Setting up the Application Developer's Environment

This tutorial describes how to prepare a development environment in order to build a business application to use a blockchain network based on Hyperledger Fabric. At a high level, a business application running on a Hyperledger Fabric network is made up of two parts: chaincode that runs in the servers (endorser nodes), and client code that runs in the Node.js application.

For chaincode development, please visit the Hyperledger Fabric chaincode tutorials.

For complete information on starting a Hyperledger Fabric network, please see the Build your first network tutorial.

The following tutorial assumes a chaincode has been developed and the focus is developing the client application.

What makes up a Hyperledger Fabric application development environment?

Below you'll find a high level summary of the Hyperledger Fabric design aimed at an introductory level of understanding, so that you can be on your way to setting up the development environment. For a comprehensive description of the concepts, the architecture, please visit the official Hyperledger Fabric documentation.

First of all, you will need an orderer. But isn't an orderer responsible for the consensus? Why start here? It's true that the main responsibility of the ordering service of a Hyperledger Fabric blockchain network is to provide consensus on a transaction among the maintainers of the ledger, a.k.a the committer nodes. However, the ordering service also maintains critical data about the overall network: what organizations are participating, what channels have been created, which organizations are part of a given channel, and last but not least what policies are in place for any kind of change to the network. In essence, the ordering service holds the network together.

Ok we've got to have an orderer node so we can add participating organizations to it and get a network started. Next you would need peers for each participating organization in order to participate in transaction endorsing and maintaining the ledger.

The peer nodes play two roles: endorser and committer. A peer's endorser role may be enabled or disabled based on the bootstrap configuration. Note that all peers are always committers. For high availability you would want more than one peer for each organization in a real deployment. For the development environment, one peer per organization is sufficient under most circumstances. This peer will be both an endorser and a committer. It will be sent transaction proposals to endorse and queries to discover information from the ledger.

Another important role that peer nodes play is broadcasting events to interested parties. Whenever a block is added to the ledger, an event is sent by the peer through a dedicated streaming port. Any application within the organization can register themselves to listen on that port to get notified.

The final piece of the puzzle is identities. Every operation in a Hyperledger Fabric network must be digitally signed for the purposes of access control, or provenance/auditing (who did what), or both. Identities are based on the Public Key Infrastructure (PKI)) standards. Every orderer node, every peer node and every user/transactor must have a key pair with the public key wrapped in a x.509 certificate signed by a Certificate Authority (CA). Since x.509 is an open standard, Hyperledger Fabric would work with any existing certificate authority. This is typically a painful process with lots of potential red tape to get real certificates, so for the development purposes it is a popular practice to use self-signed certificates locally generated. As you will see in the later section, the Hyperledger Fabric provides tools to make this less painful.

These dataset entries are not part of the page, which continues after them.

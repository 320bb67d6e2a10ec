//! CLI smoke entry point.
//!
//! # Responsibility
//! - Provide a minimal executable to verify `epistula_core` linkage.
//! - Keep output deterministic for quick local sanity checks.

fn main() {
    println!("epistula_core ping={}", epistula_core::ping());
    println!("epistula_core version={}", epistula_core::core_version());
}
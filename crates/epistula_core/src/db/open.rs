//! Connection bootstrap utilities for SQLite.
//!
//! # Responsibility
//! - Open file or in-memory SQLite connections.
//! - Configure connection pragmas required by core behavior.
//! - Trigger schema migrations before returning a usable connection.
//!
//! # Invariants
//! - Returned connections have `foreign_keys=ON`.
//! - Returned connections have migrations fully applied.

use super::migrations::apply_migrations;
use super::DbResult;
use log::{error, info};
use rusqlite::Connection;
use std::path::Path;
use std::time::{Duration, Instant};

/// Opens the correction store database file and applies pending migrations.
///
/// # Side effects
/// - Performs connection bootstrap and migration checks.
/// - Emits `db_open` logging events with duration and status.
pub fn open_db(path: impl AsRef<Path>) -> DbResult<Connection> {
    let started_at = Instant::now();
    info!("event=db_open module=db status=start mode=file");

    let mut conn = match Connection::open(path) {
        Ok(conn) => conn,
        Err(err) => {
            error!(
                "event=db_open module=db status=error mode=file duration_ms={} error_code=db_open_failed error={}",
                started_at.elapsed().as_millis(),
                err
            );
            return Err(err.into());
        }
    };

    match bootstrap_connection(&mut conn) {
        Ok(()) => {
            info!(
                "event=db_open module=db status=ok mode=file duration_ms={}",
                started_at.elapsed().as_millis()
            );
            Ok(conn)
        }
        Err(err) => {
            error!(
                "event=db_open module=db status=error mode=file duration_ms={} error_code=db_bootstrap_failed error={}",
                started_at.elapsed().as_millis(),
                err
            );
            Err(err)
        }
    }
}

/// Opens an in-memory database and applies pending migrations.
///
/// # Side effects
/// - Performs connection bootstrap and migration checks.
/// - Emits `db_open` logging events with duration and status.
pub fn open_db_in_memory() -> DbResult<Connection> {
    let started_at = Instant::now();
    info!("event=db_open module=db status=start mode=memory");

    let mut conn = match Connection::open_in_memory() {
        Ok(conn) => conn,
        Err(err) => {
            error!(
                "event=db_open module=db status=error mode=memory duration_ms={} error_code=db_open_failed error={}",
                started_at.elapsed().as_millis(),
                err
            );
            return Err(err.into());
        }
    };

    match bootstrap_connection(&mut conn) {
        Ok(()) => {
            info!(
                "event=db_open module=db status=ok mode=memory duration_ms={}",
                started_at.elapsed().as_millis()
            );
            Ok(conn)
        }
        Err(err) => {
            error!(
                "event=db_open module=db status=error mode=memory duration_ms={} error_code=db_bootstrap_failed error={}",
                started_at.elapsed().as_millis(),
                err
            );
            Err(err)
        }
    }
}

fn bootstrap_connection(conn: &mut Connection) -> DbResult<()> {
    conn.execute_batch("PRAGMA foreign_keys = ON;")?;
    conn.busy_timeout(Duration::from_secs(5))?;
    apply_migrations(conn)?;
    Ok(())
}
//! Corpus repository access.
//!
//! # Responsibility
//! - Wrap every git operation the pipeline needs: revision reads, status
//!   checks, committing the working tree and force-pushing the
//!   integration branch.
//!
//! # Invariants
//! - This module is the only doorway to git2; no other module touches the
//!   repository directly.
//! - Operations never switch the working tree to content the pipeline did
//!   not just write; the only history rewrite is `reset_hard_to`.

use git2::{IndexAddOption, Oid, Repository, ResetType, Signature, StatusOptions};
use std::error::Error;
use std::fmt::{Display, Formatter};
use std::path::Path;

pub type GitResult<T> = Result<T, GitError>;

/// Corpus repository failures.
#[derive(Debug)]
pub enum GitError {
    /// Underlying libgit2 error.
    Git(git2::Error),
    /// Repository shape blocks the operation.
    InvalidState(String),
}

impl Display for GitError {
    fn fmt(&self, f: &mut Formatter<'_>) -> std::fmt::Result {
        match self {
            Self::Git(err) => write!(f, "git operation failed: {err}"),
            Self::InvalidState(message) => f.write_str(message),
        }
    }
}

impl Error for GitError {
    fn source(&self) -> Option<&(dyn Error + 'static)> {
        match self {
            Self::Git(err) => Some(err),
            Self::InvalidState(_) => None,
        }
    }
}

impl From<git2::Error> for GitError {
    fn from(value: git2::Error) -> Self {
        Self::Git(value)
    }
}

/// Handle on the corpus checkout.
pub struct CorpusRepo {
    repo: Repository,
}

impl CorpusRepo {
    /// Opens an existing corpus checkout.
    pub fn open(path: &Path) -> GitResult<Self> {
        let repo = Repository::open(path)?;
        Ok(Self { repo })
    }

    /// Working tree root. Bare repositories are not usable as a corpus.
    pub fn workdir(&self) -> GitResult<&Path> {
        self.repo.workdir().ok_or_else(|| {
            GitError::InvalidState("corpus repository has no working tree".to_string())
        })
    }

    /// Commit hash the working tree is checked out at.
    pub fn head_revision(&self) -> GitResult<String> {
        Ok(self.head_commit()?.id().to_string())
    }

    /// First parent of the checked-out commit, `None` on a root commit.
    pub fn parent_of_head(&self) -> GitResult<Option<String>> {
        Ok(self
            .head_commit()?
            .parent_ids()
            .next()
            .map(|oid| oid.to_string()))
    }

    /// Whether the working tree carries no changes against the checked-out
    /// commit. Untracked files count as changes, ignored files do not.
    pub fn is_clean(&self) -> GitResult<bool> {
        let mut options = StatusOptions::new();
        options.include_untracked(true).include_ignored(false);
        let statuses = self.repo.statuses(Some(&mut options))?;
        Ok(statuses.is_empty())
    }

    /// Stages everything in the working tree, commits it on top of the
    /// checked-out commit and moves `branch` plus the checkout to the new
    /// commit. Returns the new commit hash.
    pub fn commit_all(
        &self,
        branch: &str,
        message: &str,
        committer_name: &str,
        committer_email: &str,
    ) -> GitResult<String> {
        let mut index = self.repo.index()?;
        index.add_all(["*"], IndexAddOption::DEFAULT, None)?;
        index.update_all(["*"], None)?;
        index.write()?;
        let tree_id = index.write_tree()?;
        let tree = self.repo.find_tree(tree_id)?;
        let signature = Signature::now(committer_name, committer_email)?;
        let parent = self.head_commit()?;
        let commit_id = self
            .repo
            .commit(None, &signature, &signature, message, &tree, &[&parent])?;
        let refname = format!("refs/heads/{branch}");
        self.repo.reference(&refname, commit_id, true, message)?;
        // The working tree already matches the new commit; repointing HEAD
        // needs no checkout.
        self.repo.set_head(&refname)?;
        Ok(commit_id.to_string())
    }

    /// Force-pushes `branch` to the remote, rewriting its history there.
    pub fn force_push(&self, remote_name: &str, branch: &str) -> GitResult<()> {
        let mut remote = self.repo.find_remote(remote_name)?;
        let refspec = format!("+refs/heads/{branch}:refs/heads/{branch}");
        remote.push(&[refspec.as_str()], None)?;
        Ok(())
    }

    /// Hard-resets checkout and working tree to the given commit.
    pub fn reset_hard_to(&self, revision: &str) -> GitResult<()> {
        let oid = Oid::from_str(revision)?;
        let object = self.repo.find_object(oid, None)?;
        self.repo.reset(&object, ResetType::Hard, None)?;
        Ok(())
    }

    fn head_commit(&self) -> GitResult<git2::Commit<'_>> {
        let head = self.repo.head()?;
        Ok(head.peel_to_commit()?)
    }
}

#[cfg(test)]
mod tests {
    use super::CorpusRepo;
    use std::fs;
    use std::path::Path;

    fn init_with_commit(dir: &Path) -> String {
        let repo = git2::Repository::init(dir).expect("init repository");
        let tree_id = {
            let mut index = repo.index().expect("index");
            index.write_tree().expect("write tree")
        };
        let tree = repo.find_tree(tree_id).expect("find tree");
        let signature = git2::Signature::now("fixture", "fixture@example.com").expect("signature");
        let commit_id = repo
            .commit(Some("HEAD"), &signature, &signature, "seed", &tree, &[])
            .expect("initial commit");
        commit_id.to_string()
    }

    #[test]
    fn commit_all_advances_head_and_branch() {
        let dir = tempfile::tempdir().expect("tempdir");
        let seed = init_with_commit(dir.path());
        fs::write(dir.path().join("note.txt"), "corrected").expect("write file");

        let corpus = CorpusRepo::open(dir.path()).expect("open");
        assert!(!corpus.is_clean().expect("status"));

        let exported = corpus
            .commit_all("corrections", "export", "epistula", "export@epistula.invalid")
            .expect("commit");

        assert_ne!(exported, seed);
        assert_eq!(corpus.head_revision().expect("head"), exported);
        assert_eq!(corpus.parent_of_head().expect("parent"), Some(seed));
        assert!(corpus.is_clean().expect("status after commit"));

        let repo = git2::Repository::open(dir.path()).expect("reopen");
        let branch_tip = repo
            .find_reference("refs/heads/corrections")
            .expect("branch ref")
            .target()
            .expect("branch target");
        assert_eq!(branch_tip.to_string(), exported);
    }

    #[test]
    fn is_clean_counts_untracked_files() {
        let dir = tempfile::tempdir().expect("tempdir");
        init_with_commit(dir.path());
        let corpus = CorpusRepo::open(dir.path()).expect("open");

        assert!(corpus.is_clean().expect("fresh checkout"));
        fs::write(dir.path().join("stray.xml"), "<x/>").expect("write file");
        assert!(!corpus.is_clean().expect("untracked file"));
    }

    #[test]
    fn reset_hard_drops_a_committed_export() {
        let dir = tempfile::tempdir().expect("tempdir");
        let seed = init_with_commit(dir.path());
        let file = dir.path().join("letter.xml");
        fs::write(&file, "<TEI/>").expect("write file");

        let corpus = CorpusRepo::open(dir.path()).expect("open");
        corpus
            .commit_all("corrections", "export", "epistula", "export@epistula.invalid")
            .expect("commit");
        assert!(file.exists());

        corpus.reset_hard_to(&seed).expect("reset");
        assert_eq!(corpus.head_revision().expect("head"), seed);
        assert!(!file.exists());
        assert!(corpus.is_clean().expect("clean after reset"));
    }

    #[test]
    fn parent_of_head_is_none_on_root_commit() {
        let dir = tempfile::tempdir().expect("tempdir");
        init_with_commit(dir.path());
        let corpus = CorpusRepo::open(dir.path()).expect("open");
        assert_eq!(corpus.parent_of_head().expect("parent"), None);
    }
}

Also related to identities, you should make a decision on whether Fabric-CA should be part of your solution. This is a server with REST APIs that supports dynamic identity management with registration, enrollment (getting certificates), revocation and re-enrollment. So it is very useful in providing user identities on the fly. Note that user identities provisioned this way are only of the MEMBER role, which means it won't be able to perform certain operations reserved for the ADMIN role:

  • create/update channel
  • install/instantiate chaincode
  • query installed/instantiated chaincodes

For these privileged operations, the client must use an ADMIN user to submit the request.

If you choose to not use Fabric-CA, everything will still work, but the application is responsible for managing the user certificates.

Prerequisites

You will need the following software:

Prepare crypto materials

As discussed above, identities are established with x.509 certificates. If you think about it, we will need a whole bunch of certificates because there are many identities involved:

  • peers need identities to sign endorsements
  • orderers need identities to sign proposed blocks for the committers to validate and append to the ledger
  • applications need identities to sign transaction requests
  • the Fabric CA themselves also need identities, so their signatures in the certificates can be validated

Luckily there is a tool for that. Follow this guide to use the cryptogen tool to generate all the required keys and certificates in one swoop.

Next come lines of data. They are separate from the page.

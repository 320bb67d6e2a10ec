//! Post-save hooks run inside the saving transaction.

use crate::document::mentions::extract_mentions;
use crate::document::tree::XmlTree;
use crate::model::entity::VersionPayload;
use crate::repo::{reference_repo, StoreError, StoreResult};
use rusqlite::Connection;

/// Runs derived-data maintenance after a version row was inserted.
///
/// Letters get their reference rows and the affected link counts rebuilt
/// from the freshly saved document. Other kinds have no derived data.
pub fn run_after_save(
    conn: &Connection,
    entity_id: i64,
    payload: &VersionPayload,
) -> StoreResult<()> {
    match payload {
        VersionPayload::Letter(letter) => {
            let tree = XmlTree::parse(&letter.document).map_err(|err| {
                StoreError::InvalidData(format!(
                    "letter {entity_id} document failed to parse: {err}"
                ))
            })?;
            let mentions = extract_mentions(&tree);
            reference_repo::replace_letter_references(conn, entity_id, &mentions)
        }
        VersionPayload::Person(_)
        | VersionPayload::PersonAlias(_)
        | VersionPayload::Place(_) => Ok(()),
    }
}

Note that the cryptogen tool will automatically generate identities for the Fabric CA nodes for each orderer and peer organization, which can be used to start the Fabric-CA servers (if you choose to use it as part of the solution as discussed above). In addition, it also generates one admin user of the ADMIN role with the privileges to perform admin-level operations listed above. Finally, it also generates regular users (MEMBER role) for submitting transactions.

This would get us all the crypto materials needed to start things up.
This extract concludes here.